What is this pattern about?
The Pipeline design pattern (also known as Chain of Command pattern) is a flexible way to handle a sequence of actions, where each handler in the chain processes the input data and passes it to the next handler. This pattern is commonly used in scenarios involving data processing, web scraping, or middleware systems.
In this blog post, I’ll walk you through a specific example that leverages Python’s powerful functools.reduce
and partial
functions, along with the BeautifulSoup
library for parsing HTML content. This code showcases the Pipeline pattern applied to HTML table extraction and processing.
What Does the Code Do?
The code defines a pipeline of data parsing steps for extracting and cleaning tables from an HTML file. It follows a functional programming approach to compose several processing functions into a unified flow using the Chain of Command pattern.
Key Concepts
- Functional Composition: Combining multiple functions into one that executes in a specific order.

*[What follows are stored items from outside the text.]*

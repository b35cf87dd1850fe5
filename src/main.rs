use anyhow::Result;
use receipt_drop::{
    config::AppConfig, routes::routes::routes, services::storage_service::UploadStore,
    state::AppState,
};
use std::{io::ErrorKind, net::SocketAddr};
use tokio::net::TcpListener;
use tracing_subscriber::EnvFilter;

#[tokio::main]
async fn main() -> Result<()> {
    // --- Logging setup ---
    tracing_subscriber::fmt()
        .with_env_filter(
            EnvFilter::try_from_default_env().unwrap_or_else(|_| EnvFilter::new("info")),
        )
        .init();

    // --- Parse config ---
    let cfg = AppConfig::from_env_and_args()?;

    tracing::info!("Starting receipt-drop with config: {:?}", cfg);

    // --- Ensure upload directory exists ---
    let store = UploadStore::new(cfg.uploads_dir.clone());
    store.init().await?;

    if !cfg.public_dir.join("index.html").exists() {
        tracing::warn!(
            "No index.html under {}; front-end requests will 404",
            cfg.public_dir.display()
        );
    }
    tracing::info!("Serving frontend from {}", cfg.public_dir.display());
    tracing::info!("Storing uploads in {}", cfg.uploads_dir.display());

    // --- Build router ---
    let state = AppState::new(store, cfg.policy, cfg.public_dir.clone());
    let app = routes(state);

    // --- Start server ---
    let addr = cfg.addr();
    let listener = match TcpListener::bind(&addr).await {
        Ok(listener) => listener,
        Err(err)
            if err.kind() == ErrorKind::PermissionDenied
                && matches!(cfg.host.as_str(), "0.0.0.0" | "::") =>
        {
            let fallback_addr = format!("127.0.0.1:{}", cfg.port);
            tracing::warn!(
                "Permission denied binding to {} ({}). Falling back to {}",
                addr,
                err,
                fallback_addr
            );
            TcpListener::bind(&fallback_addr).await?
        }
        Err(err) => return Err(err.into()),
    };

    tracing::info!("Server listening on http://{}", listener.local_addr()?);
    axum::serve(
        listener,
        app.into_make_service_with_connect_info::<SocketAddr>(),
    )
    .await?;

    Ok(())
}
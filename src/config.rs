use anyhow::{Context, Result};
use clap::{Parser, ValueEnum};
use std::{env, path::PathBuf, str::FromStr};

/// Default per-file cap in strict mode (10 MiB).
pub const DEFAULT_MAX_FILE_SIZE_BYTES: u64 = 10 * 1024 * 1024;

/// Centralized application configuration.
/// Combines environment variables and CLI arguments.
#[derive(Debug, Clone)]
pub struct AppConfig {
    pub host: String,
    pub port: u16,
    pub uploads_dir: PathBuf,
    pub public_dir: PathBuf,
    pub policy: UploadPolicy,
}

/// What the upload endpoint accepts and what it records.
#[derive(Debug, Clone, Copy, PartialEq, Eq)]
pub struct UploadPolicy {
    /// Reject file parts whose declared type is not `image/*`.
    pub enforce_image_only: bool,
    /// Per-file byte cap; `None` means unlimited.
    pub max_file_size_bytes: Option<u64>,
    /// Write a `{id}.json` sidecar and answer with identifiers.
    pub persist_metadata: bool,
}

impl UploadPolicy {
    pub fn strict() -> Self {
        Self {
            enforce_image_only: true,
            max_file_size_bytes: Some(DEFAULT_MAX_FILE_SIZE_BYTES),
            persist_metadata: true,
        }
    }

    pub fn permissive() -> Self {
        Self {
            enforce_image_only: false,
            max_file_size_bytes: None,
            persist_metadata: false,
        }
    }
}

impl Default for UploadPolicy {
    fn default() -> Self {
        Self::strict()
    }
}

/// Preset the individual policy switches start from.
#[derive(ValueEnum, Debug, Clone, Copy, PartialEq, Eq)]
pub enum UploadMode {
    Strict,
    Permissive,
}

impl UploadMode {
    fn policy(self) -> UploadPolicy {
        match self {
            Self::Strict => UploadPolicy::strict(),
            Self::Permissive => UploadPolicy::permissive(),
        }
    }
}

impl FromStr for UploadMode {
    type Err = anyhow::Error;

    fn from_str(s: &str) -> Result<Self> {
        <Self as ValueEnum>::from_str(s, true).map_err(|e| anyhow::anyhow!(e))
    }
}

/// Command-line + environment configuration.
#[derive(Parser, Debug, Default)]
#[command(author, version, about = "Photo + QR submission intake service")]
pub struct Args {
    /// Host to bind to (overrides HOST)
    #[arg(long)]
    pub host: Option<String>,

    /// Port to bind to (overrides PORT)
    #[arg(long)]
    pub port: Option<u16>,

    /// Directory uploads and metadata are written to (overrides UPLOADS_DIR)
    #[arg(long)]
    pub uploads_dir: Option<PathBuf>,

    /// Directory holding the front-end (overrides PUBLIC_DIR)
    #[arg(long)]
    pub public_dir: Option<PathBuf>,

    /// Policy preset (overrides UPLOAD_MODE)
    #[arg(long, value_enum)]
    pub mode: Option<UploadMode>,

    /// Per-file size cap in bytes, 0 for none (overrides MAX_FILE_SIZE_BYTES)
    #[arg(long)]
    pub max_file_size_bytes: Option<u64>,

    /// Accept image/* parts only (overrides ENFORCE_IMAGE_ONLY)
    #[arg(long)]
    pub enforce_image_only: Option<bool>,

    /// Write a JSON sidecar per submission (overrides PERSIST_METADATA)
    #[arg(long)]
    pub persist_metadata: Option<bool>,
}

impl AppConfig {
    /// Parse environment variables + CLI args into AppConfig.
    pub fn from_env_and_args() -> Result<Self> {
        Self::merge(Args::parse(), |key| env::var(key))
    }

    /// Merge CLI args over values read through `lookup`. CLI wins.
    pub fn merge<F>(args: Args, lookup: F) -> Result<Self>
    where
        F: Fn(&str) -> Result<String, env::VarError>,
    {
        let env_host = env_or(&lookup, "HOST")?.unwrap_or_else(|| "0.0.0.0".into());
        let env_port = env_parsed(&lookup, "PORT")?.unwrap_or(3000);
        let env_uploads = env_or(&lookup, "UPLOADS_DIR")?.unwrap_or_else(|| "./uploads".into());
        let env_public = env_or(&lookup, "PUBLIC_DIR")?.unwrap_or_else(|| "./public".into());

        let mode = match args.mode {
            Some(mode) => mode,
            None => env_parsed(&lookup, "UPLOAD_MODE")?.unwrap_or(UploadMode::Strict),
        };
        let mut policy = mode.policy();

        let max_size = match args.max_file_size_bytes {
            Some(v) => Some(v),
            None => env_parsed::<u64, _>(&lookup, "MAX_FILE_SIZE_BYTES")?,
        };
        if let Some(bytes) = max_size {
            policy.max_file_size_bytes = (bytes > 0).then_some(bytes);
        }
        let enforce_image_only = match args.enforce_image_only {
            Some(v) => Some(v),
            None => env_parsed(&lookup, "ENFORCE_IMAGE_ONLY")?,
        };
        if let Some(v) = enforce_image_only {
            policy.enforce_image_only = v;
        }
        let persist_metadata = match args.persist_metadata {
            Some(v) => Some(v),
            None => env_parsed(&lookup, "PERSIST_METADATA")?,
        };
        if let Some(v) = persist_metadata {
            policy.persist_metadata = v;
        }

        Ok(Self {
            host: args.host.unwrap_or(env_host),
            port: args.port.unwrap_or(env_port),
            uploads_dir: args.uploads_dir.unwrap_or_else(|| env_uploads.into()),
            public_dir: args.public_dir.unwrap_or_else(|| env_public.into()),
            policy,
        })
    }

    pub fn addr(&self) -> String {
        format!("{}:{}", self.host, self.port)
    }
}

fn env_or<F>(lookup: &F, key: &str) -> Result<Option<String>>
where
    F: Fn(&str) -> Result<String, env::VarError>,
{
    match lookup(key) {
        Ok(value) => Ok(Some(value)),
        Err(env::VarError::NotPresent) => Ok(None),
        Err(err) => Err(err).with_context(|| format!("reading {}", key)),
    }
}

fn env_parsed<T, F>(lookup: &F, key: &str) -> Result<Option<T>>
where
    T: FromStr,
    T::Err: std::fmt::Display,
    F: Fn(&str) -> Result<String, env::VarError>,
{
    let Some(value) = env_or(lookup, key)? else {
        return Ok(None);
    };
    value
        .trim()
        .parse::<T>()
        .map(Some)
        .map_err(|e| anyhow::anyhow!("{}", e))
        .with_context(|| format!("parsing {} value `{}`", key, value))
}
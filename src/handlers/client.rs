//! Client identification for upload records.

use axum::{
    extract::{ConnectInfo, FromRequestParts},
    http::request::Parts,
};
use std::{convert::Infallible, net::SocketAddr};

/// Best-known address of the caller.
///
/// Uses the socket peer when the server was started with connect info,
/// otherwise the first `X-Forwarded-For` hop. Never rejects.
#[derive(Debug, Clone, PartialEq, Eq)]
pub struct ClientAddr(pub Option<String>);

impl<S> FromRequestParts<S> for ClientAddr
where
    S: Send + Sync,
{
    type Rejection = Infallible;

    async fn from_request_parts(parts: &mut Parts, _state: &S) -> Result<Self, Self::Rejection> {
        if let Some(ConnectInfo(addr)) = parts.extensions.get::<ConnectInfo<SocketAddr>>() {
            return Ok(Self(Some(addr.ip().to_string())));
        }

        let forwarded = parts
            .headers
            .get("x-forwarded-for")
            .and_then(|v| v.to_str().ok())
            .and_then(|v| v.split(',').next())
            .map(str::trim)
            .filter(|v| !v.is_empty())
            .map(str::to_string);
        Ok(Self(forwarded))
    }
}
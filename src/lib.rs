//! Intake service for payment proof submissions: a photo, an optional QR
//! image and a few payer fields, stored on disk with a JSON sidecar.

pub mod config;
pub mod errors;
pub mod handlers;
pub mod models;
pub mod routes;
pub mod services;
pub mod state;
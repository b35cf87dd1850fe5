//! Shared state handed to every handler.

use crate::{config::UploadPolicy, services::storage_service::UploadStore};
use std::path::PathBuf;

#[derive(Clone, Debug)]
pub struct AppState {
    /// Where accepted files and sidecars are written.
    pub store: UploadStore,

    /// What `POST /upload` accepts and records.
    pub policy: UploadPolicy,

    /// Root of the static front-end.
    pub public_dir: PathBuf,
}

impl AppState {
    pub fn new(store: UploadStore, policy: UploadPolicy, public_dir: impl Into<PathBuf>) -> Self {
        Self {
            store,
            policy,
            public_dir: public_dir.into(),
        }
    }
}
//! `POST /upload`: accept a photo, an optional QR image and the payer
//! details, then answer with identifiers (metadata on) or an echo of the
//! location (metadata off).

use crate::{
    errors::AppError,
    handlers::client::ClientAddr,
    models::{
        metadata::MetadataRecord,
        submission::{ReceivedLocation, StoredFile, Submission},
    },
    services::{
        ingest_service::{self, UploadError},
        naming,
    },
    state::AppState,
};
use axum::{
    Json,
    extract::{Multipart, State, multipart::MultipartRejection},
    http::{HeaderMap, header},
    response::{IntoResponse, Response},
};
use chrono::Utc;
use serde::Serialize;
use tracing::{debug, info};

/// Success body when a metadata sidecar was written.
#[derive(Debug, Serialize)]
pub struct StoredUploadResponse {
    pub ok: bool,
    pub id: String,
    pub photo: String,
    pub qr: Option<String>,
}

/// Success body when metadata persistence is off.
#[derive(Debug, Serialize)]
#[serde(rename_all = "camelCase")]
pub struct ReceivedUploadResponse {
    pub ok: bool,
    pub message: String,
    pub received_location: ReceivedLocation,
}

pub async fn upload_submission(
    State(state): State<AppState>,
    ClientAddr(client_ip): ClientAddr,
    headers: HeaderMap,
    multipart: Result<Multipart, MultipartRejection>,
) -> Result<Response, AppError> {
    // A body that is not multipart at all simply carries no photo.
    let multipart = multipart.map_err(|rejection| {
        debug!("upload without multipart body: {}", rejection.body_text());
        UploadError::MissingPhoto
    })?;

    let mut submission = ingest_service::ingest(&state.store, &state.policy, multipart).await?;
    submission.client_ip = client_ip;
    submission.user_agent = headers
        .get(header::USER_AGENT)
        .and_then(|v| v.to_str().ok())
        .map(str::to_string);

    let Some(photo_name) = submission.photo.as_ref().map(|p| p.stored_name.clone()) else {
        ingest_service::discard(&state.store, &submission).await;
        return Err(UploadError::MissingPhoto.into());
    };

    if state.policy.persist_metadata {
        record_submission(&state, &submission, photo_name).await
    } else {
        acknowledge_submission(&state, &submission).await
    }
}

/// Stage the sidecar, then promote files and sidecar together.
async fn record_submission(
    state: &AppState,
    submission: &Submission,
    photo_name: String,
) -> Result<Response, AppError> {
    let id = naming::submission_id();
    let record = MetadataRecord::new(id.clone(), Utc::now(), photo_name, submission);

    let sidecar = match state.store.stage_metadata(&record).await {
        Ok(path) => path,
        Err(err) => {
            ingest_service::discard(&state.store, submission).await;
            return Err(err.into());
        }
    };
    let sidecar_name = record.file_name();
    let files: Vec<&StoredFile> = submission.files().collect();
    state
        .store
        .commit(&files, Some((sidecar.as_path(), sidecar_name.as_str())))
        .await?;

    for file in &files {
        debug!(
            field = file.field.as_str(),
            original = ?file.original_name,
            content_type = %file.content_type,
            size_bytes = file.size_bytes,
            "stored {}",
            file.stored_name
        );
    }
    info!(
        id = %record.id,
        photo = %record.photo_filename,
        qr = ?record.qr_filename,
        ip = ?record.ip,
        "accepted submission"
    );

    Ok(Json(StoredUploadResponse {
        ok: true,
        id,
        photo: record.photo_filename,
        qr: record.qr_filename,
    })
    .into_response())
}

/// Promote the files and log the submission without writing a sidecar.
async fn acknowledge_submission(
    state: &AppState,
    submission: &Submission,
) -> Result<Response, AppError> {
    let files: Vec<&StoredFile> = submission.files().collect();
    state.store.commit(&files, None).await?;

    for file in &files {
        info!(
            field = file.field.as_str(),
            stored = %file.stored_name,
            original = ?file.original_name,
            content_type = %file.content_type,
            size_bytes = file.size_bytes,
            "stored file"
        );
    }

    let fields = &submission.fields;
    info!(
        account = %fields.account(),
        payer_phone = %fields.payer_phone(),
        latitude = ?fields.latitude,
        longitude = ?fields.longitude,
        "received submission"
    );

    Ok(Json(ReceivedUploadResponse {
        ok: true,
        message: "Upload received successfully".into(),
        received_location: fields.received_location(),
    })
    .into_response())
}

- Data Parsing Pipeline: Sequential processing of HTML content into structured data (a DataFrame).
- Error Handling: Ensuring the pipeline gracefully handles missing or malformed data.
Let’s break down the code step by step:
1. Function Composition with compose
from functools import reduce, partial
from typing import Callable
The pipeline is created by composing multiple parsing functions into a single unified function. The compose
function uses reduce
to chain these functions together:
def compose(*functions: ParsingPipeline) -> ParsingPipeline:
"""Composes functions into a single function"""
return reduce(lambda f, g: lambda x: g(f(x)), functions, lambda x: x)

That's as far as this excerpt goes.